When they came to the place of which God had told him, Abraham put forth his hand, and took the knife to slay his son. But the angel of the Lord called to him from heaven, and said, "Abraham, Abraham!" And he said, "Here am I." He said, "Do not lay your hand on the lad or do anything to him; for now I know that you fear God, seeing you have not withheld your son, your only son, from me." And Abraham lifted up his eyes and looked, and behold, behind him was a ram, caught in a thicket by his horns; and Abraham went and took the ram, and offered it up as a burnt offering instead of his son.
And the angel of the Lord called to Abraham a second time from heaven, and said, "By myself I have sworn, says the Lord, because you have done this, and have not withheld your son, your only son, I will indeed bless you, and I will multiply your descendants as the stars of heaven and as the sand which is on the seashore.
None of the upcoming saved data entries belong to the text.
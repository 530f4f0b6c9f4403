//! Error types for the Pardot API client.
//!
//! This module contains the configuration and validation errors raised while
//! building a [`PardotConfig`](crate::PardotConfig).
//!
//! # Error Handling
//!
//! All configuration constructors return `Result<T, ConfigError>` to enable
//! fail-fast validation. Errors raised while talking to the API live in
//! [`clients`](crate::clients) and [`objects`](crate::objects).
//!
//! # Example
//!
//! ```rust
//! use pardot_api::{AccessToken, ConfigError};
//!
//! let result = AccessToken::new("");
//! assert!(matches!(result, Err(ConfigError::EmptyAccessToken)));
//! ```

use thiserror::Error;

/// Errors that can occur during client configuration.
#[derive(Debug, Error, Clone, PartialEq, Eq)]
pub enum ConfigError {
    /// Access token cannot be empty.
    #[error("Access token cannot be empty. Please provide a valid Salesforce OAuth access token.")]
    EmptyAccessToken,

    /// Business unit id is invalid.
    #[error("Invalid business unit id '{id}'. Expected a 15 or 18 character Salesforce id starting with '0Uv'.")]
    InvalidBusinessUnitId {
        /// The invalid id that was provided.
        id: String,
    },

    /// API version is invalid.
    #[error("Invalid API version '{version}'. Expected format: 'v<number>' (e.g., 'v5').")]
    InvalidApiVersion {
        /// The invalid version string that was provided.
        version: String,
    },

    /// A required field is missing.
    #[error("Missing required field: '{field}'. This field must be set before building the configuration.")]
    MissingRequiredField {
        /// The name of the missing field.
        field: &'static str,
    },

    /// Host URL is invalid.
    #[error("Invalid host URL '{url}'. Please provide a valid URL with scheme (e.g., 'https://pi.pardot.com').")]
    InvalidHostUrl {
        /// The invalid URL that was provided.
        url: String,
    },
}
And your descendants shall possess the gate of their enemies, and by your descendants shall all the nations of the earth bless themselves, because you have obeyed my voice."
EXPLANATION: Abraham had promptly obeyed the true God, left his pagan kin, kin and country and come to Canaan. God told him he would be the founder of a great race, the Chosen People, from whom God's blessing---the Messiah---would eventually come (Gn. 12: 1-3). To be the founder of a race, Abraham needed to have a son. God let him wait for twenty-four years before he blessed Sarah, his wife, and himself with a son. In all of that time Abraham was faithful to God, but God had one more test for him. When his son Isaac had grown to boyhood, God asked Abraham to offer him in sacrifice at an appointed place. Abraham obeyed promptly once more, but God intervened as Abraham got ready to slay his son. He told Abraham how pleased he was with his ready obedience. He renewed to him once more the promise of a great race, through which the whole world would receive the blessing of God---divine adoption through the incarnation.
God...Abraham: God knew the answer, but he wanted Abraham's faith and trust in God to be an example for his descendants for all time.
only son...love: There were two reasons which made it so difficult for Abraham to obey. First, he loved his only son, as only a father who begot a son in his old age could love and secondly, how could he be father of a great race if his only son was put to death? However, Abraham's love of God overcame his natural love for his son, and his firm faith in the power of God told him that God could still find a way to fulfill the promise of a great race, which he had made to him in his pagan homeland thirty or so years earlier.
a burnt offering: This seems an extraordinary request on the part of God. But in the surrounding pagan lands at that time and for long after, children were offered in sacrifice on pagan altars. God by no means approved of this crime, but the fact that it was happening made it possible for Abraham to think that God really wanted him to sacrifice Isaac.
Abraham, Abraham: As Abraham was just ready to slay his son before burning him on the altar God's messenger calls on him to stop.
you fear God: It was now clear that Abraham was willing to obey God in all things even a thing so difficult and repugnant as this.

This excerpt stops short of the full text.